=== Directions for this task ===
Take the lines from the beginning of the data below through the line holding "if policy.min_age >= policy.max_age" and return exactly those.
*** Source data ***
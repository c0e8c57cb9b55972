use std::fs;
use std::path::{Path, PathBuf};
use std::time::Duration;

use anyhow::{anyhow, bail, Context, Result};
use serde::{Deserialize, Serialize};
use tracing::warn;

use crate::age::AgePolicy;
use crate::completeness::ArchiveNamePolicy;
use crate::content::ContentOptions;
use crate::discover::DiscoveryOptions;
use crate::notify::NotifyPolicy;
use crate::scan::AuditOptions;
use crate::validate::ValidationOptions;

#[derive(Debug, Clone, Serialize, Deserialize, PartialEq)]
pub struct AuditConfig {
    pub backup_paths: Vec<PathBuf>,
    /// Accepted for compatibility; hash verification is not performed.
    #[serde(default)]
    pub check_hash: bool,
    #[serde(default = "default_deep_validation")]
    pub deep_validation: bool,
    #[serde(default = "default_max_sample_bytes", alias = "max_zip_sample_size")]
    pub max_sample_bytes: u64,
    #[serde(default = "default_catalog_extensions")]
    pub required_catalog_extensions: Vec<String>,
    #[serde(default = "default_min_backup_age")]
    pub min_backup_age: String,
    #[serde(default = "default_max_backup_age")]
    pub max_backup_age: String,
    #[serde(default = "default_workers")]
    pub workers: usize,
    #[serde(default = "default_timeout")]
    pub timeout: String,
    #[serde(default)]
    pub flag_unrecognized_archives: bool,
    #[serde(default)]
    pub notify: NotifyPolicy,
}

fn default_deep_validation() -> bool {
    true
}

fn default_max_sample_bytes() -> u64 {
    1024
}

fn default_catalog_extensions() -> Vec<String> {
    vec![".wbcat".to_string(), ".cat".to_string()]
}

fn default_min_backup_age() -> String {
    "1h".to_string()
}

fn default_max_backup_age() -> String {
    "90d".to_string()
}

fn default_workers() -> usize {
    4
}

fn default_timeout() -> String {
    "30m".to_string()
}

impl AuditConfig {
    pub fn validate(&self) -> Result<()> {
        if self.backup_paths.is_empty() {
            bail!("no backup paths specified in config");
        }
        if self.max_sample_bytes == 0 {
            bail!("max_sample_bytes must be greater than zero");
        }
        parse_duration(&self.timeout).context("invalid timeout duration")?;
        let policy = self.age_policy()?;
        if policy.min_age >= policy.max_age {
            bail!("min_backup_age must be shorter than max_backup_age");
        }
        Ok(())
    }

    pub fn age_policy(&self) -> Result<AgePolicy> {
        let min_age = parse_duration(&self.min_backup_age).context("invalid min_backup_age")?;
        let max_age = parse_duration(&self.max_backup_age).context("invalid max_backup_age")?;
        Ok(AgePolicy {
            min_age: chrono::Duration::from_std(min_age).context("min_backup_age out of range")?,
            max_age: chrono::Duration::from_std(max_age).context("max_backup_age out of range")?,
        })
    }

    pub fn to_audit_options(&self) -> Result<AuditOptions> {
        self.validate()?;
        if self.check_hash {
            warn!("check_hash is set but hash verification is not supported; ignoring");
        }

        Ok(AuditOptions {
            roots: self.backup_paths.clone(),
            workers: self.workers,
            timeout: Some(parse_duration(&self.timeout)?),
            discovery: DiscoveryOptions::with_extensions(&self.required_catalog_extensions),
            validation: ValidationOptions {
                content: ContentOptions {
                    deep: self.deep_validation,
                    sample_bytes: self.max_sample_bytes,
                    ..ContentOptions::default()
                },
                age: self.age_policy()?,
                archive_names: if self.flag_unrecognized_archives {
                    ArchiveNamePolicy::Flag
                } else {
                    ArchiveNamePolicy::Ignore
                },
            },
            ..AuditOptions::default()
        })
    }
}

pub fn load_config(path: impl AsRef<Path>) -> Result<AuditConfig> {
    let path = path.as_ref();
    let data = fs::read_to_string(path)
        .with_context(|| format!("failed to open config file {}", path.display()))?;
    let config: AuditConfig = serde_json::from_str(&data)
        .with_context(|| format!("failed to parse config file {}", path.display()))?;
    config
        .validate()
        .with_context(|| format!("invalid config {}", path.display()))?;
    Ok(config)
}

/// Parses `<integer><unit>` where unit is one of `s`, `m`, `h`, `d`.
pub fn parse_duration(text: &str) -> Result<Duration> {
    let text = text.trim();
    let split = text
        .find(|ch: char| !ch.is_ascii_digit())
        .ok_or_else(|| anyhow!("duration '{text}' is missing a unit (s, m, h, d)"))?;
    let (value, unit) = text.split_at(split);
    let value: u64 = value
        .parse()
        .map_err(|_| anyhow!("duration '{text}' must start with a whole number"))?;
    let seconds = match unit {
        "s" => Some(value),
        "m" => value.checked_mul(60),
        "h" => value.checked_mul(3600),
        "d" => value.checked_mul(86_400),
        other => bail!("unknown duration unit '{other}' in '{text}'"),
    }
    .ok_or_else(|| anyhow!("duration '{text}' is too large"))?;
    Ok(Duration::from_secs(seconds))
}

#[cfg(test)]
mod tests {
    use std::fs;
    use std::time::Duration;

    use tempfile::TempDir;

    use super::{load_config, parse_duration, AuditConfig};
    use crate::age::AgePolicy;
    use crate::completeness::ArchiveNamePolicy;

    #[test]
    fn parses_duration_units() {
        assert_eq!(parse_duration("45s").unwrap(), Duration::from_secs(45));
        assert_eq!(parse_duration("30m").unwrap(), Duration::from_secs(1800));
        assert_eq!(parse_duration("24h").unwrap(), Duration::from_secs(86_400));
        assert_eq!(parse_duration("90d").unwrap(), Duration::from_secs(90 * 86_400));
        assert!(parse_duration("90").is_err());
        assert!(parse_duration("h").is_err());
        assert!(parse_duration("3w").is_err());
    }

    #[test]
    fn example_config_parses_with_defaults() {
        let config: AuditConfig =
            serde_json::from_str(include_str!("../../../configs/config.example.json"))
                .expect("example config parses");
        config.validate().expect("example config is valid");

        let options = config.to_audit_options().expect("options build");
        assert_eq!(options.roots.len(), config.backup_paths.len());
        assert_eq!(options.validation.age, AgePolicy::default());
        assert_eq!(options.discovery.catalog_extensions, vec!["wbcat", "cat"]);
    }

    #[test]
    fn configured_age_bounds_reach_the_validator() {
        let config: AuditConfig = serde_json::from_str(
            r#"{
                "backup_paths": ["/backups"],
                "min_backup_age": "2h",
                "max_backup_age": "30d",
                "max_zip_sample_size": 4096,
                "flag_unrecognized_archives": true
            }"#,
        )
        .expect("config parses");

        let options = config.to_audit_options().expect("options build");
        assert_eq!(options.validation.age.min_age, chrono::Duration::hours(2));
        assert_eq!(options.validation.age.max_age, chrono::Duration::days(30));
        assert_eq!(options.validation.content.sample_bytes, 4096);
        assert_eq!(options.validation.archive_names, ArchiveNamePolicy::Flag);
    }

    #[test]
    fn rejects_invalid_configs() {
        let temp = TempDir::new().expect("tempdir");
        let path = temp.path().join("config.json");

        fs::write(&path, r#"{ "backup_paths": [] }"#).expect("write");
        assert!(load_config(&path).is_err());

        fs::write(
            &path,
            r#"{ "backup_paths": ["/b"], "min_backup_age": "30d", "max_backup_age": "1d" }"#,
        )
        .expect("write");
        assert!(load_config(&path).is_err());

        fs::write(&path, r#"{ "backup_paths": ["/b"], "timeout": "soon" }"#).expect("write");
        assert!(load_config(&path).is_err());

        assert!(load_config(temp.path().join("missing.json")).is_err());
    }
}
***
=== Task solution ===
repository c0e8c57cb9b55972
use std::fs;
use std::path::{Path, PathBuf};
use std::time::Duration;

use anyhow::{anyhow, bail, Context, Result};
use serde::{Deserialize, Serialize};
use tracing::warn;

use crate::age::AgePolicy;
use crate::completeness::ArchiveNamePolicy;
use crate::content::ContentOptions;
use crate::discover::DiscoveryOptions;
use crate::notify::NotifyPolicy;
use crate::scan::AuditOptions;
use crate::validate::ValidationOptions;

#[derive(Debug, Clone, Serialize, Deserialize, PartialEq)]
pub struct AuditConfig {
    pub backup_paths: Vec<PathBuf>,
    /// Accepted for compatibility; hash verification is not performed.
    #[serde(default)]
    pub check_hash: bool,
    #[serde(default = "default_deep_validation")]
    pub deep_validation: bool,
    #[serde(default = "default_max_sample_bytes", alias = "max_zip_sample_size")]
    pub max_sample_bytes: u64,
    #[serde(default = "default_catalog_extensions")]
    pub required_catalog_extensions: Vec<String>,
    #[serde(default = "default_min_backup_age")]
    pub min_backup_age: String,
    #[serde(default = "default_max_backup_age")]
    pub max_backup_age: String,
    #[serde(default = "default_workers")]
    pub workers: usize,
    #[serde(default = "default_timeout")]
    pub timeout: String,
    #[serde(default)]
    pub flag_unrecognized_archives: bool,
    #[serde(default)]
    pub notify: NotifyPolicy,
}

fn default_deep_validation() -> bool {
    true
}

fn default_max_sample_bytes() -> u64 {
    1024
}

fn default_catalog_extensions() -> Vec<String> {
    vec![".wbcat".to_string(), ".cat".to_string()]
}

fn default_min_backup_age() -> String {
    "1h".to_string()
}

fn default_max_backup_age() -> String {
    "90d".to_string()
}

fn default_workers() -> usize {
    4
}

fn default_timeout() -> String {
    "30m".to_string()
}

impl AuditConfig {
    pub fn validate(&self) -> Result<()> {
        if self.backup_paths.is_empty() {
            bail!("no backup paths specified in config");
        }
        if self.max_sample_bytes == 0 {
            bail!("max_sample_bytes must be greater than zero");
        }
        parse_duration(&self.timeout).context("invalid timeout duration")?;
        let policy = self.age_policy()?;
        if policy.min_age >= policy.max_age {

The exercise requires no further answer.